Desde o início dos tempos a humanidade vem criando formas de mesurar se alguém é essencialmente bom ou mau. Segundo Confúcio Quando vires um homem bom, tenta imitá-lo; quando vires um homem mau, examina-te a ti mesmo”. Já William Shakespeare diria que “Não existe o bom ou o mau; é o pensamento que os faz assim”. Por fim existe um provérbio indígena que diz que “Dentro de nós há dois cachorros: um deles é cruel e mau; o outro é muito bom. Os dois estão sempre brigando. O que ganha a briga é aquele que alimentamos mais frequentemente”.  

Que critérios são os mais justos para avaliar as nossas ações em vida para definir o nosso futuro póstumo? Essa é a discussão que permeia o seriado da NBC “The Good Place”, disponível no catálogo da Netflix. 
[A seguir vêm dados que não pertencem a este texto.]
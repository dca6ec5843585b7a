//! The per-connection serve loop.
//!
//! The transport is an opaque bidirectional byte stream: the handshake
//! runs first, then a framed reader slices requests by the declared
//! length while a writer task drains the client's output queue. Handler
//! invocations lock the shared server state per request; nothing holds
//! the lock across a suspension point.

use std::sync::Arc;

use bytes::{Bytes, BytesMut};
use futures_util::StreamExt;
use parking_lot::Mutex;
use tokio::io::{AsyncRead, AsyncReadExt, AsyncWrite, AsyncWriteExt};
use tokio_util::codec::{Decoder, FramedRead};
use tracing::{debug, info, warn};

use crate::protocol::requests::RequestHeader;
use crate::protocol::setup::{SetupInfo, SetupRequest};
use crate::protocol::types::ByteOrder;
use crate::server::dispatcher;
use crate::server::state::ServerState;
use crate::{Error, Result};

/// Frames the post-handshake request stream: 4-byte header, then
/// `length * 4` bytes total in the connection's byte order.
pub struct RequestFraming {
    order: ByteOrder,
}

impl RequestFraming {
    pub fn new(order: ByteOrder) -> Self {
        Self { order }
    }
}

impl Decoder for RequestFraming {
    type Item = (RequestHeader, Bytes);
    type Error = std::io::Error;

    fn decode(&mut self, src: &mut BytesMut) -> std::io::Result<Option<Self::Item>> {
        if src.len() < 4 {
            return Ok(None);
        }
        let header = RequestHeader::decode([src[0], src[1], src[2], src[3]], self.order);
        if header.length == 0 {
            // BigRequests is not negotiated; a zero length can only be a
            // corrupt stream.
            return Err(std::io::Error::new(
                std::io::ErrorKind::InvalidData,
                "request with zero length field",
            ));
        }
        let total = header.length as usize * 4;
        if src.len() < total {
            src.reserve(total - src.len());
            return Ok(None);
        }
        let frame = src.split_to(total).freeze();
        Ok(Some((header, frame.slice(4..))))
    }
}

/// Serve one client connection to completion. Returns once the peer
/// disconnects or the connection becomes unrecoverable; all resources
/// the client owned are reclaimed before returning.
pub async fn serve<S>(state: Arc<Mutex<ServerState>>, stream: S) -> Result<()>
where
    S: AsyncRead + AsyncWrite + Send + 'static,
{
    let (mut reader, mut writer) = tokio::io::split(stream);

    // Handshake: 12-byte prefix, then the auth material, discarded.
    let mut prefix = [0u8; 12];
    reader.read_exact(&mut prefix).await?;
    let setup = match SetupRequest::decode(&prefix) {
        Ok(setup) => setup,
        Err(err) => {
            let refusal = SetupInfo::encode_failed(&err.to_string(), ByteOrder::LittleEndian);
            let _ = writer.write_all(&refusal).await;
            return Err(Error::Handshake(err));
        }
    };
    let auth_len = setup.auth_material_len();
    if auth_len > 0 {
        let mut auth = vec![0u8; auth_len];
        reader.read_exact(&mut auth).await?;
    }

    let (client, mut outbox, credit, setup_reply) = {
        let mut state = state.lock();
        match state.clients.register(setup.byte_order) {
            Some((client, outbox, credit)) => {
                let reply = state.setup_info().encode_success(setup.byte_order);
                (client, outbox, credit, reply)
            }
            None => {
                let refusal =
                    SetupInfo::encode_failed("connection table full", setup.byte_order);
                drop(state);
                let _ = writer.write_all(&refusal).await;
                return Err(Error::TooManyClients);
            }
        }
    };
    writer.write_all(&setup_reply).await?;
    info!(client, order = ?setup.byte_order, "client connected");

    // Writer task: drains the output queue and returns byte credit.
    let writer_task = tokio::spawn(async move {
        while let Some(bytes) = outbox.recv().await {
            let len = bytes.len();
            if writer.write_all(&bytes).await.is_err() {
                break;
            }
            credit.consumed(len);
        }
        let _ = writer.shutdown().await;
    });

    // Serve loop: one framed request at a time.
    let mut framed = FramedRead::new(reader, RequestFraming::new(setup.byte_order));
    while let Some(frame) = framed.next().await {
        match frame {
            Ok((header, body)) => {
                let mut state = state.lock();
                dispatcher::process_request(&mut state, client, header, &body);
                let doomed = state.clients.get(client).map(|c| c.doomed).unwrap_or(true);
                if doomed {
                    debug!(client, "connection doomed, closing");
                    break;
                }
            }
            Err(err) => {
                warn!(client, %err, "unrecoverable framing error");
                break;
            }
        }
    }

    // Teardown releases every resource and closes the output channel,
    // which ends the writer task after the queue drains.
    {
        let mut state = state.lock();
        state.disconnect(client);
    }
    let _ = writer_task.await;
    Ok(())
}

#[cfg(test)]
mod tests {
    use super::*;

    #[test]
    fn framing_waits_for_full_request() {
        let mut codec = RequestFraming::new(ByteOrder::LittleEndian);
        let mut buffer = BytesMut::new();
        buffer.extend_from_slice(&[43, 0, 2, 0]); // GetInputFocus, length 2
        assert!(codec.decode(&mut buffer).unwrap().is_none());
        buffer.extend_from_slice(&[0, 0, 0, 0]);
        let (header, body) = codec.decode(&mut buffer).unwrap().unwrap();
        assert_eq!(header.opcode, 43);
        assert_eq!(body.len(), 4);
        assert!(buffer.is_empty());
    }

    #[test]
    fn framing_slices_back_to_back_requests() {
        let mut codec = RequestFraming::new(ByteOrder::LittleEndian);
        let mut buffer = BytesMut::new();
        buffer.extend_from_slice(&[43, 0, 1, 0, 44, 0, 1, 0]);
        let (first, body) = codec.decode(&mut buffer).unwrap().unwrap();
        assert_eq!(first.opcode, 43);
        assert!(body.is_empty());
        let (second, _) = codec.decode(&mut buffer).unwrap().unwrap();
        assert_eq!(second.opcode, 44);
    }

    #[test]
    fn framing_rejects_zero_length() {
        let mut codec = RequestFraming::new(ByteOrder::LittleEndian);
        let mut buffer = BytesMut::new();
        buffer.extend_from_slice(&[1, 0, 0, 0]);
        assert!(codec.decode(&mut buffer).is_err());
    }

    #[test]
    fn framing_honours_big_endian_length() {
        let mut codec = RequestFraming::new(ByteOrder::BigEndian);
        let mut buffer = BytesMut::new();
        buffer.extend_from_slice(&[43, 0, 0, 2, 0, 0, 0, 0]);
        let (header, body) = codec.decode(&mut buffer).unwrap().unwrap();
        assert_eq!(header.length, 2);
        assert_eq!(body.len(), 4);
    }
}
A comédia gira em torno de Eleanor, uma mulher extremamente egoísta que é enviada após sua morte ao Bom Lugar do título, onde são recompensados todos aqueles que foram caridosos e altruístas em vida. Percebendo que foi enviada para lá por engano e com medo de ser realocada no “Mau Lugar”, ela confessa a sua situação à “alma gêmea” que lhe foi designada, o senegalês Chidi, que em vida foi professor de filosofia e pede que ele a ajude a ser alguém melhor, a fim de realmente merecer a sua estadia naquele lugar. Mas ser uma pessoa boa no pós-morte conta pontos a favor dela ou seria tarde demais para qualquer tipo de redenção?  

Enquanto ela tenta se esforçar para melhorar a sua atitude, percebe que algumas alterações espontâneas na vizinhança estão colocando em risco os habitantes locais, como um sumidouro que brota dentro de um restaurante, camarões gigantes voadores e outras bizarrices que parecem ter saído da cabeça do escritor Douglas Adams. Toda essa confusão deixa o arquiteto Michael, responsável pelo design daquele vilarejo em estado de pavor,  que se trata do seu primeiro projeto nesse sentido. 

Quanto mais a história avança, mais se percebe que muitas coisas ali não são o que parecem e o acaso realmente não existe, como já dizia Alan Kardec. A série levanta uma questão moral que nos leva a questionar nossos próprios comportamentos, já que inadvertidamente podemos ser nocivos àqueles ao nosso redor. Levando em consideração a conjuntura em que nos encontramos, marcada pelo individualismo e falta de empatia com o próximo, ela nos conduz a uma reflexão existencial e garante boas gargalhadas.